BEGIN Supplied material

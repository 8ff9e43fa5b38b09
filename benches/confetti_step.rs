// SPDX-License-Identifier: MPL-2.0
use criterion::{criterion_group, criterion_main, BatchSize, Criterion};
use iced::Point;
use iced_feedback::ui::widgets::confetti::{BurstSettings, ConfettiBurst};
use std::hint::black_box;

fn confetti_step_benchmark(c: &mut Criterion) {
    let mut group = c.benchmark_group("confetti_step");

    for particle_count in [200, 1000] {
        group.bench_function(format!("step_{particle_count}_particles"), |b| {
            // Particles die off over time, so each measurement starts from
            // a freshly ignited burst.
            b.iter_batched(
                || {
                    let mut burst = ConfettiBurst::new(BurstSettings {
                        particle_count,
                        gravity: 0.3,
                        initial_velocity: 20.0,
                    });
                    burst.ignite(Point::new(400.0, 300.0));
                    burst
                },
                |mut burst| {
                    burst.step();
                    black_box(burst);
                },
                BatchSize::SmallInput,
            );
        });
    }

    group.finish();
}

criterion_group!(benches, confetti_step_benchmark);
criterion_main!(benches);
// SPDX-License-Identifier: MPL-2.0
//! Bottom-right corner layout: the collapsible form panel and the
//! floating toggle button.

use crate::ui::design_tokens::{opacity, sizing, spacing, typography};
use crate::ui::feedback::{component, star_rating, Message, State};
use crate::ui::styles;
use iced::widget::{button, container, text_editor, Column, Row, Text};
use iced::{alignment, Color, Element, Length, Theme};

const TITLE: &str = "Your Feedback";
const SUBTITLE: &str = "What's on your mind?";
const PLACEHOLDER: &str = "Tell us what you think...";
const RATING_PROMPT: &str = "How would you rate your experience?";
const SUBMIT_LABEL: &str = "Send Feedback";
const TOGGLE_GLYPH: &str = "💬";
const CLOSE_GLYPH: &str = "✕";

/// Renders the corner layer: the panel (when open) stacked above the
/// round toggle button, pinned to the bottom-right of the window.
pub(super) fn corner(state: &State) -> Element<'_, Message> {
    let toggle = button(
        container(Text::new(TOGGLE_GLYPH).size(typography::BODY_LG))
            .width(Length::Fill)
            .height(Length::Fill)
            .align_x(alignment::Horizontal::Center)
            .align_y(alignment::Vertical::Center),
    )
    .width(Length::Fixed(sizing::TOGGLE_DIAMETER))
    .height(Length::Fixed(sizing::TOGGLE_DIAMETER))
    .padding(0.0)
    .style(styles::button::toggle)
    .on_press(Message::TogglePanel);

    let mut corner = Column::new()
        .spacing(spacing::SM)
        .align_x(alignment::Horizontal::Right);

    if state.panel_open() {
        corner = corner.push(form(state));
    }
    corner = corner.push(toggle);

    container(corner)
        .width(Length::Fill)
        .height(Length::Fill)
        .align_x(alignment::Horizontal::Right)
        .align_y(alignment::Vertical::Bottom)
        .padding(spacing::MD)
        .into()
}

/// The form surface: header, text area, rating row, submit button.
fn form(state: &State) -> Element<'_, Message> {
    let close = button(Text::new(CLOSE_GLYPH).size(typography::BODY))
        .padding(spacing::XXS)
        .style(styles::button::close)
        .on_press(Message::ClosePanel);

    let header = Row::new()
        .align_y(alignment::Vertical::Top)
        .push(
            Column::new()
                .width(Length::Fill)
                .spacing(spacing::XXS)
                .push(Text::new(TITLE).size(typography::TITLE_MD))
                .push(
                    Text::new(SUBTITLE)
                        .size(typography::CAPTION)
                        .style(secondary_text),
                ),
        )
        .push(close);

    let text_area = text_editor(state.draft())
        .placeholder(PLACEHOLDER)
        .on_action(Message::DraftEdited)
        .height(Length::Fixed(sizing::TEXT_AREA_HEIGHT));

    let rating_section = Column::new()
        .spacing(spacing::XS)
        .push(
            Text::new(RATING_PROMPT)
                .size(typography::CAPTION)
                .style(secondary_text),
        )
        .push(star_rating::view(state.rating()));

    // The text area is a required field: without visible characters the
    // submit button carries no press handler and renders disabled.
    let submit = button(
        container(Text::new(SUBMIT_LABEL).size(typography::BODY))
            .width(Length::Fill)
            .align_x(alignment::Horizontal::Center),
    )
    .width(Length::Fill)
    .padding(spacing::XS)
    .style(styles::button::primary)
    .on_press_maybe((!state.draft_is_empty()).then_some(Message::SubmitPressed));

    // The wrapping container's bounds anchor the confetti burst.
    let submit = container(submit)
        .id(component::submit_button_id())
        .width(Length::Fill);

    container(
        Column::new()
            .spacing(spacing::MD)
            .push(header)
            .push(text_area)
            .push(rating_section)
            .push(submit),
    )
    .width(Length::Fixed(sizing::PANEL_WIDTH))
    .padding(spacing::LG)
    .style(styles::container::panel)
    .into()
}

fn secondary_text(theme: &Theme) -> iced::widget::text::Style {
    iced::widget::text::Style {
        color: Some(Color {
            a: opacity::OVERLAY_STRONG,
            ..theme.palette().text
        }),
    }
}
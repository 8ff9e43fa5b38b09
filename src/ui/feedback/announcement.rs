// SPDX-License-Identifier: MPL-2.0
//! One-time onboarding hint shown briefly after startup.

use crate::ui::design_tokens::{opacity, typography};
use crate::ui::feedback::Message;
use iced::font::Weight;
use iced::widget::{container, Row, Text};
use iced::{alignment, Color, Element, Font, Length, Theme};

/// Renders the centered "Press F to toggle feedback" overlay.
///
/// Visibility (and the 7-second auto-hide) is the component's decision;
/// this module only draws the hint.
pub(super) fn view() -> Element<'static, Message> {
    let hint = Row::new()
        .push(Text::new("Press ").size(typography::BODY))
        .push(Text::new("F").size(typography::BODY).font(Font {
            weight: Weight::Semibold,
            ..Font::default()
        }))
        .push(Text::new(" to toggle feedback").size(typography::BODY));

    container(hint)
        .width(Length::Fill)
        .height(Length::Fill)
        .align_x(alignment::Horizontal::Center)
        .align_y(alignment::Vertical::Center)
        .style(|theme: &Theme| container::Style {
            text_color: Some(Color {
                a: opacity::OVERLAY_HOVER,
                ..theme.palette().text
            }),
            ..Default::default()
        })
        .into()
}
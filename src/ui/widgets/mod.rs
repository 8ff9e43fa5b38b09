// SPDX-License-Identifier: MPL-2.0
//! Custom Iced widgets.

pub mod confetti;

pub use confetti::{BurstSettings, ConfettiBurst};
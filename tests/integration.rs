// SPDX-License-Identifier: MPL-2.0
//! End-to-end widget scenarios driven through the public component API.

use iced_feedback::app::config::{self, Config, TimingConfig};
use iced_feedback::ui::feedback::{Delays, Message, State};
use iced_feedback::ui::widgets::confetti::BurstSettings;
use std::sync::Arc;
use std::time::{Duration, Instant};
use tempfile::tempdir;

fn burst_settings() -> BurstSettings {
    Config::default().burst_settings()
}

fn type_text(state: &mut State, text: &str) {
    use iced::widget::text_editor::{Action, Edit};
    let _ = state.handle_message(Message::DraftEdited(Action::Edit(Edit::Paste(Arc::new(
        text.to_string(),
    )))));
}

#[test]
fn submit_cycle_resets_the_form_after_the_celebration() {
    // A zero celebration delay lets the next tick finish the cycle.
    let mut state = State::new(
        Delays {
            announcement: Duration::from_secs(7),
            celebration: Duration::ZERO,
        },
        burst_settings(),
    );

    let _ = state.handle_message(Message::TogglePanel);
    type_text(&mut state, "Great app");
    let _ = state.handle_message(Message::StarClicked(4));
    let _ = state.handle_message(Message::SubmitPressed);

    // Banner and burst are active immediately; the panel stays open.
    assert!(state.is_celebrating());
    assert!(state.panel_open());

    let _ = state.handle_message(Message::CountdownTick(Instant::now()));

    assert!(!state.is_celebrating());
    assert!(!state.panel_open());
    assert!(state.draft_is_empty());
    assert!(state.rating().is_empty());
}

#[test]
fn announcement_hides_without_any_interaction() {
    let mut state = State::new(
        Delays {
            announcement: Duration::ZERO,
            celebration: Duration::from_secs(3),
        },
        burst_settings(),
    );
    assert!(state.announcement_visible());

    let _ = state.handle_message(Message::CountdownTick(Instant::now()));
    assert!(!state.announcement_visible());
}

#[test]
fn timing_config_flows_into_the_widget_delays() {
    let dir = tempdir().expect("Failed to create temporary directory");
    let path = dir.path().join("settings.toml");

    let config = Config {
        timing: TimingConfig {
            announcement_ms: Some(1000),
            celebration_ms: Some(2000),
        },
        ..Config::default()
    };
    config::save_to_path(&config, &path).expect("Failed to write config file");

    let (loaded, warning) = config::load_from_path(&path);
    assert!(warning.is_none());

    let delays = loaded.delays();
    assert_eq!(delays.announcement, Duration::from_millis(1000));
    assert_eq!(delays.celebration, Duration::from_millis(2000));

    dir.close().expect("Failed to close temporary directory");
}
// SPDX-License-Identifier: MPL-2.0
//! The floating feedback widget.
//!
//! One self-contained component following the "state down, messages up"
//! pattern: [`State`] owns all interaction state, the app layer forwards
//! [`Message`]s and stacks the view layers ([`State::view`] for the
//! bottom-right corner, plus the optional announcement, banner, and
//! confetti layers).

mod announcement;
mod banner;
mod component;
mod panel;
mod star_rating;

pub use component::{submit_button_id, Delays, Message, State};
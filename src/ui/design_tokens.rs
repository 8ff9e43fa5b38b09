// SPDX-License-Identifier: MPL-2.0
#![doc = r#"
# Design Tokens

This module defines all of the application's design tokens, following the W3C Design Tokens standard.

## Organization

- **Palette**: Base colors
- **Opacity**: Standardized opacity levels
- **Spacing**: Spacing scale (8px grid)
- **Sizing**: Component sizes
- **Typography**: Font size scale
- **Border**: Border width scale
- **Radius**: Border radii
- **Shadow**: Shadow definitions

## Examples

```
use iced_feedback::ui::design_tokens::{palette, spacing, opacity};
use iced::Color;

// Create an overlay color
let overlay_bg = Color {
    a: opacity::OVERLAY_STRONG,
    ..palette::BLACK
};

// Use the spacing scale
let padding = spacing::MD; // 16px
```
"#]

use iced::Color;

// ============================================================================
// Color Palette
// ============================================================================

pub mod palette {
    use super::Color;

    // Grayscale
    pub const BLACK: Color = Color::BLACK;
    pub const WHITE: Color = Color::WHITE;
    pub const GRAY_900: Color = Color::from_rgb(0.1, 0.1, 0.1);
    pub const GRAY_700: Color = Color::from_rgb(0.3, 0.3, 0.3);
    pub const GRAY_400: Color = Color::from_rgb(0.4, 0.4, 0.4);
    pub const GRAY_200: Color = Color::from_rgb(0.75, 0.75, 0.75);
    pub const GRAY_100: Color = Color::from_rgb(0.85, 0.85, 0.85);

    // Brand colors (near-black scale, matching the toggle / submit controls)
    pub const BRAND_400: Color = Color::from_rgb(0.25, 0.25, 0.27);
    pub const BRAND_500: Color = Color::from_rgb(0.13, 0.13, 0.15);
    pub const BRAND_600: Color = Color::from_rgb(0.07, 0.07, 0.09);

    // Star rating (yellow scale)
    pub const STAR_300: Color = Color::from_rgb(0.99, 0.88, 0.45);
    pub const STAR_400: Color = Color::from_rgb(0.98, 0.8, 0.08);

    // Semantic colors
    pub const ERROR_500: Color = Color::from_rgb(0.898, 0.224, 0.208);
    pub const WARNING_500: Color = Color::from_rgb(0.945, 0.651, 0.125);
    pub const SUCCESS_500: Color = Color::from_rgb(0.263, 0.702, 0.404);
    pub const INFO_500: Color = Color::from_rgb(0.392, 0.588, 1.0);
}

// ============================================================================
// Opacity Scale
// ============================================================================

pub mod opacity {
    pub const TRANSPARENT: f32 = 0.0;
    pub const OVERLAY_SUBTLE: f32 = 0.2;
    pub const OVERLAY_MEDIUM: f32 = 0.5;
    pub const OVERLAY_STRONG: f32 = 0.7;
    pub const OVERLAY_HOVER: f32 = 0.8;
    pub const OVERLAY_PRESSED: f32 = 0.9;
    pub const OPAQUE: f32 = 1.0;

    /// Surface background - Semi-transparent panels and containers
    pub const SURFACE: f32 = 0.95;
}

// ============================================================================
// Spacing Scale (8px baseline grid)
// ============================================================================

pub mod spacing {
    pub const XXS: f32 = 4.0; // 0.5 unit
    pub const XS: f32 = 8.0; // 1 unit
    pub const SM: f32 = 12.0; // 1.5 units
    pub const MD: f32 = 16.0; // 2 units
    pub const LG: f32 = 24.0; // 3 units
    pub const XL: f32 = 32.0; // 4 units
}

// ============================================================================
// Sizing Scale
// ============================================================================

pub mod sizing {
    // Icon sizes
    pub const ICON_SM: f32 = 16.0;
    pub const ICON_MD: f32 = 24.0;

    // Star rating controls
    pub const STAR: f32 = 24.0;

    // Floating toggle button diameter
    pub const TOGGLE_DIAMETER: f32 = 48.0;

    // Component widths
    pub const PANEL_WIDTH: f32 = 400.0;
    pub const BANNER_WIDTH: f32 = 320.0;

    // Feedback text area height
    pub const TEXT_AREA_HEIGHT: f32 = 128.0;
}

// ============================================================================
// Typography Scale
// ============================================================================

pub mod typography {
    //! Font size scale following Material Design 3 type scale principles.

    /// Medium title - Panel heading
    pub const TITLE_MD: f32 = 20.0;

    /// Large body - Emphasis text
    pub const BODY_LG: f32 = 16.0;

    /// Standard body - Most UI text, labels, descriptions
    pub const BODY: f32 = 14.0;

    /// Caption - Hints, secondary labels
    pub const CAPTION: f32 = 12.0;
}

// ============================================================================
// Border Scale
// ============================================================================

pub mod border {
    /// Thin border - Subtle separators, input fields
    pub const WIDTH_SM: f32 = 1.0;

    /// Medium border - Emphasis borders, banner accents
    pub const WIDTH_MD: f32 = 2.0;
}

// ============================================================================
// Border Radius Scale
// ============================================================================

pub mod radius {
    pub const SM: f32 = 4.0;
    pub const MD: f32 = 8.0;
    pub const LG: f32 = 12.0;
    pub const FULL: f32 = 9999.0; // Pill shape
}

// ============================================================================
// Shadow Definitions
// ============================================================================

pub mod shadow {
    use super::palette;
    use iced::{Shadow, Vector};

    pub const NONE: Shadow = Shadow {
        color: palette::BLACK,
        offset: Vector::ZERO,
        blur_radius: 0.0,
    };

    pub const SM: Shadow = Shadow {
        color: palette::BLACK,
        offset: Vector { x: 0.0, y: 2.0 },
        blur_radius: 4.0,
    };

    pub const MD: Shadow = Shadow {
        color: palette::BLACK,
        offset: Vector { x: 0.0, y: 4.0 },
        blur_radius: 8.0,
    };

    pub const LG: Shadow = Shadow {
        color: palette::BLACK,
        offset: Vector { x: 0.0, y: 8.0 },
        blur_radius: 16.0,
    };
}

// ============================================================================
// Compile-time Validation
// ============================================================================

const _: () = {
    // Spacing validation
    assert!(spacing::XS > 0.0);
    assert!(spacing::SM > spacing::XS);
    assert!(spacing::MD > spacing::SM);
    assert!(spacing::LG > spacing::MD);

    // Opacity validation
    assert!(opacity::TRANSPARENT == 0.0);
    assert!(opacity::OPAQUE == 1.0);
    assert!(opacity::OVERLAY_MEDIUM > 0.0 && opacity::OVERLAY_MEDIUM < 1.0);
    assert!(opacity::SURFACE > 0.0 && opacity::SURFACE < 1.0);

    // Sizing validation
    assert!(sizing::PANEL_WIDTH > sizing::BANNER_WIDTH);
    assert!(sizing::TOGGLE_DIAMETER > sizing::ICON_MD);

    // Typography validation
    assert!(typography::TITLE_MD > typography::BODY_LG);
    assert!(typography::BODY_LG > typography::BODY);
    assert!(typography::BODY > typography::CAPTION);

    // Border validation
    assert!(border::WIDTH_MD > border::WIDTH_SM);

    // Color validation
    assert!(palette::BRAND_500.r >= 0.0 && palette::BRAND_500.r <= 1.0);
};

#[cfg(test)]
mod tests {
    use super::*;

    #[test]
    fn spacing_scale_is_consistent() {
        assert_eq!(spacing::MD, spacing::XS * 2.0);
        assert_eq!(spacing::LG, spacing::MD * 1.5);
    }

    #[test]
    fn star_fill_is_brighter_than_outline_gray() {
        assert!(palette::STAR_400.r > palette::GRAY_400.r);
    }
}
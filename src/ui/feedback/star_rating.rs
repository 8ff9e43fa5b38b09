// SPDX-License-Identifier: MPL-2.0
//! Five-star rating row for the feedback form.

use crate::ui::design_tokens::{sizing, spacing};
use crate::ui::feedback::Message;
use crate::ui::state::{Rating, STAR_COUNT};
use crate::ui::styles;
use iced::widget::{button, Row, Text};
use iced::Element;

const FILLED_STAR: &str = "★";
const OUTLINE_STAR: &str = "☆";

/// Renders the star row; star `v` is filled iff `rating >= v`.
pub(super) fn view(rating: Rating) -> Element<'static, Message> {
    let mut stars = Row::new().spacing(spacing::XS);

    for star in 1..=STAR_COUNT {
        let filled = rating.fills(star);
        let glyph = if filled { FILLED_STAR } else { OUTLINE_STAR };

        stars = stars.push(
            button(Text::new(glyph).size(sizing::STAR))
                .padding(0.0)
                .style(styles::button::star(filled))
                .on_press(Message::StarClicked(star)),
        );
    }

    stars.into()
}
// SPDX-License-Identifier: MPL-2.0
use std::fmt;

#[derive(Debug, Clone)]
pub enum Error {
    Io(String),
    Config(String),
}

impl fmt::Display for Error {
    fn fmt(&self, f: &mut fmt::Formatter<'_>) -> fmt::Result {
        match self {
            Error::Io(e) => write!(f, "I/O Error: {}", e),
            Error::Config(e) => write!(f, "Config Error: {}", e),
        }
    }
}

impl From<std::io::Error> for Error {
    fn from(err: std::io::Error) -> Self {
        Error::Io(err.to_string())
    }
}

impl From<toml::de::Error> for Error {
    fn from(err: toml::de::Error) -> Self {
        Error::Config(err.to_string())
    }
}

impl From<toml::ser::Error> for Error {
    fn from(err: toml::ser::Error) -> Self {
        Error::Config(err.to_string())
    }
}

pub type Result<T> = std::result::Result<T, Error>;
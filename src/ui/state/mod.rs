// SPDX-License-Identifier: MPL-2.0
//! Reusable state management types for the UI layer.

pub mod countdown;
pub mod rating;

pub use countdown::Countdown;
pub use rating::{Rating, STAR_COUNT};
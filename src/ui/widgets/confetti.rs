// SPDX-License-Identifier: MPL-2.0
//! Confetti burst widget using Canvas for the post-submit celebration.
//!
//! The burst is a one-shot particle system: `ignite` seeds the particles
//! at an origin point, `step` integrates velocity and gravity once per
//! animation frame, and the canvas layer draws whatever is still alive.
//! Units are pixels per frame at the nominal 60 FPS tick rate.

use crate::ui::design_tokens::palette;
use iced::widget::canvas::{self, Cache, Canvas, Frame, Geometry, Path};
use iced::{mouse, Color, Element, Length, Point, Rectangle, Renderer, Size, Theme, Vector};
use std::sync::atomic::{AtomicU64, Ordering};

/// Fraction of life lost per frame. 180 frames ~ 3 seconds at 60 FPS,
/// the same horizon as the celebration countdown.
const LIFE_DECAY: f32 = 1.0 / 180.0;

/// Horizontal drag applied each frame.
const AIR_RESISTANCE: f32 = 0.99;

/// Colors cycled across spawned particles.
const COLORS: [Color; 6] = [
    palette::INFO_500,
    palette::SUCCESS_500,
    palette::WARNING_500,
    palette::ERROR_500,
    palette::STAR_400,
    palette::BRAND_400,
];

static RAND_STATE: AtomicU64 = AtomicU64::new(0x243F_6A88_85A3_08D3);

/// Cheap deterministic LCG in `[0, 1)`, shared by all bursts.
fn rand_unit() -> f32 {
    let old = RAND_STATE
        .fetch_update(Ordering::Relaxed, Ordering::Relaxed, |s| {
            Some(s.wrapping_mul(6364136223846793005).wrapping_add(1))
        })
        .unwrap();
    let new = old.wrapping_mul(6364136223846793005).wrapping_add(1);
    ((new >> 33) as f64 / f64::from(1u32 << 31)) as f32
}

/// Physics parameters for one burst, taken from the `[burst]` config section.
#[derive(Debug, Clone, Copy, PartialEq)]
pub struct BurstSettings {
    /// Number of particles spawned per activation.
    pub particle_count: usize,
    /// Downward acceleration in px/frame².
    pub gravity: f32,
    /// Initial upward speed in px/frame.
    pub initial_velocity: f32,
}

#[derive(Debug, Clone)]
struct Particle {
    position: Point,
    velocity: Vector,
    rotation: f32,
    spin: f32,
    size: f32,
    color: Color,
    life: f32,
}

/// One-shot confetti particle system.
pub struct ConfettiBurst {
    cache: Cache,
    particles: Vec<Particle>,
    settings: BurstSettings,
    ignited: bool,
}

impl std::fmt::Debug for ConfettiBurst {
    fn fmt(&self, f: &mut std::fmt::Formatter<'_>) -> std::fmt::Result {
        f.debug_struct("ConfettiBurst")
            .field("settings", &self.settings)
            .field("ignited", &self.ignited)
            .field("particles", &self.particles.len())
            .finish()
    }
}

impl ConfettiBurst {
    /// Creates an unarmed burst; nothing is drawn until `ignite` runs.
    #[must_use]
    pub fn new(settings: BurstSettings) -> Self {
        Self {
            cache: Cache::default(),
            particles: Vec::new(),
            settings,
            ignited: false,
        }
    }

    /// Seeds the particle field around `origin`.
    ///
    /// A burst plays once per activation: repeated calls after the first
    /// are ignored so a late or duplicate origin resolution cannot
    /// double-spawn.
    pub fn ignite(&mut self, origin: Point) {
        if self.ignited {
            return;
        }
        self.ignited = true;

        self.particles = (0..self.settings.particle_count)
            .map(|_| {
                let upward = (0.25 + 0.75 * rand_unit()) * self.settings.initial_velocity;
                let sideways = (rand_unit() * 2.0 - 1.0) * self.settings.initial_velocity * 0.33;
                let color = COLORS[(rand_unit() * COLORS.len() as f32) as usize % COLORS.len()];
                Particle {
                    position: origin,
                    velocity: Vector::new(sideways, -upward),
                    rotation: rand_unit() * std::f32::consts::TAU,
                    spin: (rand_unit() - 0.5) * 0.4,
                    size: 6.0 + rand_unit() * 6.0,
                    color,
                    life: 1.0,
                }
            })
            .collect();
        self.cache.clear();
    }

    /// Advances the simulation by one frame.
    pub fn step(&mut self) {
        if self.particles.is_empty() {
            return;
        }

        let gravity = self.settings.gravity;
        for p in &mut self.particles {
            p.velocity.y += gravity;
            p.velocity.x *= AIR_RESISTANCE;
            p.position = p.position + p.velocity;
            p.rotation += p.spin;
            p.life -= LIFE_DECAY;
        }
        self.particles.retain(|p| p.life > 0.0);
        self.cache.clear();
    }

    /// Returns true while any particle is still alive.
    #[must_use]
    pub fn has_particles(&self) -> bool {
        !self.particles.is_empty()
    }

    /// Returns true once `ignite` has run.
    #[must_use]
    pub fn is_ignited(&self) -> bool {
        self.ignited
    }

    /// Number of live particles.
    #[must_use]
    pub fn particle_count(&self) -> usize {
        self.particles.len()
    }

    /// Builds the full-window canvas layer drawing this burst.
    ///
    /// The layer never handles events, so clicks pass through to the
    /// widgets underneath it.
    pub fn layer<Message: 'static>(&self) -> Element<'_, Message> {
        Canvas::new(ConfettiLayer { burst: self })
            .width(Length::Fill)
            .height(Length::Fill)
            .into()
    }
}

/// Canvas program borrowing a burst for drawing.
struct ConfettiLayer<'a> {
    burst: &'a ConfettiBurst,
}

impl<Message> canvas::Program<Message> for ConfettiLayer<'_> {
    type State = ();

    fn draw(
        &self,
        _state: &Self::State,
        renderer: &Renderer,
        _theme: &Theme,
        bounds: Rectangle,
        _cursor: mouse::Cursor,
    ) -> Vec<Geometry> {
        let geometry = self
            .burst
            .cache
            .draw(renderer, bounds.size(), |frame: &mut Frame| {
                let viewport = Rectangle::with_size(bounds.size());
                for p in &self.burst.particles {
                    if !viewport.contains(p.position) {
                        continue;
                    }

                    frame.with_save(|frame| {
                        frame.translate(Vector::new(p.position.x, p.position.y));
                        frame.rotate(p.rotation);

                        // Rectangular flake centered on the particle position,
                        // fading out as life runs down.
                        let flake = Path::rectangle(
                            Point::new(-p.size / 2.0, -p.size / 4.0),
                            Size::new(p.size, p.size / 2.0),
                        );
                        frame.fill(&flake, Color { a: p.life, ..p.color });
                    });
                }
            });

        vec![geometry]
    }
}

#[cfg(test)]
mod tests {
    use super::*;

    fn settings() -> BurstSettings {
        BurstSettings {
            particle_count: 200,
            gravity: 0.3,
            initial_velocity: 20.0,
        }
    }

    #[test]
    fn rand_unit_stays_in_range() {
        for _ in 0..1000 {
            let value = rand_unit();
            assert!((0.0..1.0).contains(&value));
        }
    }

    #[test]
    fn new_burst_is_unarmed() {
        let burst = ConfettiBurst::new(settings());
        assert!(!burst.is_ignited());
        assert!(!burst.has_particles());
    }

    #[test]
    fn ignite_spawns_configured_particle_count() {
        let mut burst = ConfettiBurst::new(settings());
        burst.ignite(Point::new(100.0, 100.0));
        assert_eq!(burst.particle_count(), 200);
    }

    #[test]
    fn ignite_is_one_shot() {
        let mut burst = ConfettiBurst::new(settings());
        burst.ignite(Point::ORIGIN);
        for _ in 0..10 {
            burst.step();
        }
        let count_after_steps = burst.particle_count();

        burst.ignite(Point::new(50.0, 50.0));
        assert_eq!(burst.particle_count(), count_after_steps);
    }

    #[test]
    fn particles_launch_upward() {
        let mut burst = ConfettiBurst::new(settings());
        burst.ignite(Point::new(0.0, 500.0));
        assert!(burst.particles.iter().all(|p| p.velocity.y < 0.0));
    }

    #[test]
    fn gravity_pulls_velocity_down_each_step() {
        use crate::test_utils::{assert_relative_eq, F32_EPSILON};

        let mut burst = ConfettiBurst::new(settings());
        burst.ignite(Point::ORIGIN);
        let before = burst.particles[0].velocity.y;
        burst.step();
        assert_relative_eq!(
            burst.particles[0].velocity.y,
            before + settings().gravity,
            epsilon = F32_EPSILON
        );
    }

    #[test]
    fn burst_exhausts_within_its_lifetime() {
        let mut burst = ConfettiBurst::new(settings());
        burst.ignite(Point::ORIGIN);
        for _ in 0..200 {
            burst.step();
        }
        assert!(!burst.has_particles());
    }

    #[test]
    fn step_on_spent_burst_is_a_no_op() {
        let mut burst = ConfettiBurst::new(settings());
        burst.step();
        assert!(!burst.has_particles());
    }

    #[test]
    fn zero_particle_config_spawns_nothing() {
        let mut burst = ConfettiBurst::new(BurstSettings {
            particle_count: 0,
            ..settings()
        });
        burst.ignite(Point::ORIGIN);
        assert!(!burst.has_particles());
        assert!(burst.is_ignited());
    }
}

END Supplied material

The reply should consist solely of the lines of the data, exact, from the opening line through the line with "fn confetti_step_benchmark(c: &mut", inclusive.

repository 8ff9e43fa5b38b09
filename benches/confetti_step.rs
// SPDX-License-Identifier: MPL-2.0
use criterion::{criterion_group, criterion_main, BatchSize, Criterion};
use iced::Point;
use iced_feedback::ui::widgets::confetti::{BurstSettings, ConfettiBurst};
use std::hint::black_box;

fn confetti_step_benchmark(c: &mut Criterion) {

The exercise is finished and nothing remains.